Action item |
Among the entries below, count the lines where the string "push" occurs, and give only the number.

··· Dataset records

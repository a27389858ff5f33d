//! Typed content-store documents, matching the GROQ projections in
//! `queries.rs`.

use chrono::{DateTime, Utc};
use sanity_client::Slug;
use serde::{Deserialize, Serialize};

/// Projected city summary embedded in a venue (`city->{title, slug}`).
#[derive(Debug, Clone, Serialize, Deserialize)]
pub struct CitySummary {
    pub title: String,
    pub slug: Slug,
}

/// Projected category summary (`categories[]->{title, slug}`).
#[derive(Debug, Clone, Serialize, Deserialize)]
pub struct CategorySummary {
    pub title: String,
    pub slug: Slug,
}

/// A venue detail document.
#[derive(Debug, Clone, Serialize, Deserialize)]
pub struct Venue {
    #[serde(rename = "_id")]
    pub id: String,
    pub title: String,
    pub slug: Slug,
    pub city: CitySummary,
    #[serde(default)]
    pub categories: Vec<CategorySummary>,
    /// Average rating on a 0-5 scale.
    #[serde(default)]
    pub rating: Option<f64>,
    /// Price bucket, 1 (cheap) to 4 (expensive).
    #[serde(default, rename = "priceRange")]
    pub price_range: Option<u8>,
    #[serde(default)]
    pub address: Option<String>,
    #[serde(default)]
    pub description: Option<String>,
}

/// A published review of a venue.
#[derive(Debug, Clone, Serialize, Deserialize)]
pub struct Review {
    #[serde(rename = "_id")]
    pub id: String,
    pub title: String,
    pub slug: Slug,
    #[serde(default)]
    pub rating: Option<f64>,
    #[serde(default)]
    pub excerpt: Option<String>,
    #[serde(default)]
    pub author: Option<String>,
    #[serde(default, rename = "publishedAt")]
    pub published_at: Option<DateTime<Utc>>,
}
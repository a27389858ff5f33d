//! Typed access to the content store.

pub mod models;
pub mod queries;

pub use models::{CategorySummary, CitySummary, Review, Venue};
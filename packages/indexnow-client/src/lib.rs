//! Pure IndexNow URL submission client.
//!
//! Submits batches of changed URLs to an IndexNow endpoint so search
//! engines recrawl them sooner. One POST per batch, no retries; callers
//! own retry and dry-run policy.
//!
//! # Example
//!
//! ```rust,ignore
//! use indexnow_client::{IndexNowClient, IndexNowConfig};
//!
//! let client = IndexNowClient::new(IndexNowConfig::new(
//!     "saborlocal.es",
//!     "0123456789abcdef",
//!     "https://saborlocal.es/0123456789abcdef.txt",
//! ));
//! client.submit(&["https://saborlocal.es/madrid".to_string()]).await?;
//! ```

use serde::Serialize;
use thiserror::Error;

/// Shared submission endpoint; propagates to all participating engines.
pub const DEFAULT_ENDPOINT: &str = "https://api.indexnow.org/indexnow";

pub type Result<T> = std::result::Result<T, IndexNowError>;

#[derive(Debug, Error)]
pub enum IndexNowError {
    #[error("HTTP transport error: {0}")]
    Transport(#[from] reqwest::Error),

    #[error("IndexNow API error ({status}): {message}")]
    Api { status: u16, message: String },
}

#[derive(Debug, Clone)]
pub struct IndexNowConfig {
    /// Host the submitted URLs belong to, e.g. "saborlocal.es".
    pub host: String,
    /// API key proving ownership of the host.
    pub key: String,
    /// Public URL where the key file is served.
    pub key_location: String,
    pub endpoint: String,
}

impl IndexNowConfig {
    pub fn new(
        host: impl Into<String>,
        key: impl Into<String>,
        key_location: impl Into<String>,
    ) -> Self {
        Self {
            host: host.into(),
            key: key.into(),
            key_location: key_location.into(),
            endpoint: DEFAULT_ENDPOINT.to_string(),
        }
    }

    pub fn with_endpoint(mut self, endpoint: impl Into<String>) -> Self {
        self.endpoint = endpoint.into();
        self
    }
}

#[derive(Debug, Serialize)]
#[serde(rename_all = "camelCase")]
struct SubmitRequest<'a> {
    host: &'a str,
    key: &'a str,
    key_location: &'a str,
    url_list: &'a [String],
}

pub struct IndexNowClient {
    client: reqwest::Client,
    config: IndexNowConfig,
}

impl IndexNowClient {
    pub fn new(config: IndexNowConfig) -> Self {
        Self {
            client: reqwest::Client::new(),
            config,
        }
    }

    /// Submit a batch of absolute URLs. Any 2xx status is success;
    /// anything else is returned as an error with the response body.
    pub async fn submit(&self, urls: &[String]) -> Result<()> {
        let request = SubmitRequest {
            host: &self.config.host,
            key: &self.config.key,
            key_location: &self.config.key_location,
            url_list: urls,
        };

        let response = self
            .client
            .post(&self.config.endpoint)
            .json(&request)
            .send()
            .await?;

        let status = response.status();
        if !status.is_success() {
            let message = response.text().await.unwrap_or_default();
            return Err(IndexNowError::Api {
                status: status.as_u16(),
                message,
            });
        }

        tracing::debug!(count = urls.len(), "IndexNow batch accepted");
        Ok(())
    }
}
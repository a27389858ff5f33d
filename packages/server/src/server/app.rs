//! Application setup and server configuration.

use std::sync::Arc;

use axum::http::{header::CONTENT_TYPE, Method};
use axum::routing::get;
use axum::Router;
use tower_governor::{governor::GovernorConfigBuilder, GovernorLayer};
use tower_http::cors::{Any, CorsLayer};
use tower_http::trace::TraceLayer;

use crate::config::Config;
use crate::domains::revalidation::webhook;
use crate::kernel::ServerDeps;
use crate::server::routes::{health_handler, related_venues_handler, venue_schema_handler};

/// Shared application state
#[derive(Clone)]
pub struct AxumAppState {
    pub deps: Arc<ServerDeps>,
    pub config: Arc<Config>,
}

/// Build the Axum application router
///
/// The public read API is rate limited per client IP. The webhook is
/// authenticated by signature instead and stays outside the limiter so
/// a burst of content edits is never dropped.
pub fn build_app(config: &Config, deps: Arc<ServerDeps>) -> Router {
    let state = AxumAppState {
        deps,
        config: Arc::new(config.clone()),
    };

    // CORS configuration for the public read API
    let cors = CorsLayer::new()
        .allow_origin(Any)
        .allow_methods([Method::GET, Method::POST])
        .allow_headers([CONTENT_TYPE]);

    // Rate limiting: 10 requests per second per IP with burst of 20
    let rate_limit_config = Arc::new(
        GovernorConfigBuilder::default()
            .per_second(10)
            .burst_size(20)
            .use_headers() // Extract IP from X-Forwarded-For header
            .finish()
            .expect("Rate limiter configuration is valid and should never fail"),
    );
    let rate_limit_layer = GovernorLayer {
        config: rate_limit_config,
    };

    Router::new()
        // Public read API with rate limiting
        .route(
            "/api/venues/:city/:venue/related",
            get(related_venues_handler),
        )
        .route("/api/venues/:city/:venue/schema", get(venue_schema_handler))
        .layer(rate_limit_layer)
        // Revalidation webhook (POST + GET diagnostic)
        .merge(webhook::router())
        // Health check (no rate limit)
        .route("/health", get(health_handler))
        // Middleware layers (applied in reverse order - last added runs first)
        .layer(cors)
        .layer(TraceLayer::new_for_http())
        .with_state(state)
}
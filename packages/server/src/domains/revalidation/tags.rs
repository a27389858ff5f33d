//! Invalidation tag vocabulary.
//!
//! Tags are stable, derived deterministically from document type and
//! id. The cache owns tag-to-response associations; this module only
//! decides which tags a change touches.

use super::event::{ChangeEvent, DocumentType};

/// Tags attached to every cached response built from content-store data.
pub const GLOBAL_TAGS: [&str; 2] = ["content", "sanity"];

/// Tag grouping all cached responses for a document type.
pub fn type_tag(document_type: &DocumentType) -> Option<&'static str> {
    match document_type {
        DocumentType::Venue => Some("venues"),
        DocumentType::Review => Some("reviews"),
        DocumentType::City => Some("cities"),
        DocumentType::Category => Some("categories"),
        DocumentType::Post => Some("posts"),
        DocumentType::Other(_) => None,
    }
}

/// Instance tag for a single venue's cached responses.
pub fn venue_tag(venue_id: &str) -> String {
    format!("venue-{venue_id}")
}

/// Tags to invalidate for one change event, in invalidation order:
/// global tags first, then the type tag, then (for reviews) the parent
/// venue's instance tag.
pub fn tags_for_event(event: &ChangeEvent) -> Vec<String> {
    let mut tags: Vec<String> = GLOBAL_TAGS.iter().map(|tag| tag.to_string()).collect();

    if let Some(tag) = type_tag(&event.document_type) {
        tags.push(tag.to_string());
    }

    if event.document_type == DocumentType::Review {
        if let Some(venue_id) = event.venue.as_ref().and_then(|venue| venue.id.as_deref()) {
            tags.push(venue_tag(venue_id));
        }
    }

    tags
}

/// Static tag vocabulary reported by the GET diagnostic. Instance tags
/// are unbounded and intentionally absent.
pub fn known_tags() -> Vec<&'static str> {
    vec![
        "content",
        "sanity",
        "venues",
        "reviews",
        "cities",
        "categories",
        "posts",
    ]
}

#[cfg(test)]
mod tests {
    use super::*;
    use crate::domains::revalidation::event::VenueRef;

    fn event(document_type: DocumentType) -> ChangeEvent {
        ChangeEvent {
            document_type,
            document_id: "doc".to_string(),
            slug: None,
            city_slug: None,
            venue: None,
        }
    }

    #[test]
    fn venue_event_hits_global_and_type_tags() {
        let tags = tags_for_event(&event(DocumentType::Venue));
        assert_eq!(tags, vec!["content", "sanity", "venues"]);
    }

    #[test]
    fn review_event_adds_parent_venue_instance_tag() {
        let mut review = event(DocumentType::Review);
        review.venue = Some(VenueRef {
            id: Some("v1".to_string()),
            slug: None,
            city_slug: None,
        });

        let tags = tags_for_event(&review);
        assert_eq!(tags, vec!["content", "sanity", "reviews", "venue-v1"]);
    }

    #[test]
    fn review_without_venue_ref_skips_instance_tag() {
        let tags = tags_for_event(&event(DocumentType::Review));
        assert_eq!(tags, vec!["content", "sanity", "reviews"]);
    }

    #[test]
    fn unknown_type_only_hits_global_tags() {
        let tags = tags_for_event(&event(DocumentType::Other("banner".to_string())));
        assert_eq!(tags, vec!["content", "sanity"]);
    }
}
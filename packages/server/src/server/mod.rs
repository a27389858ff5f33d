//! HTTP server wiring.

pub mod app;
pub mod routes;

pub use app::{build_app, AxumAppState};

······

Answer for the task |
2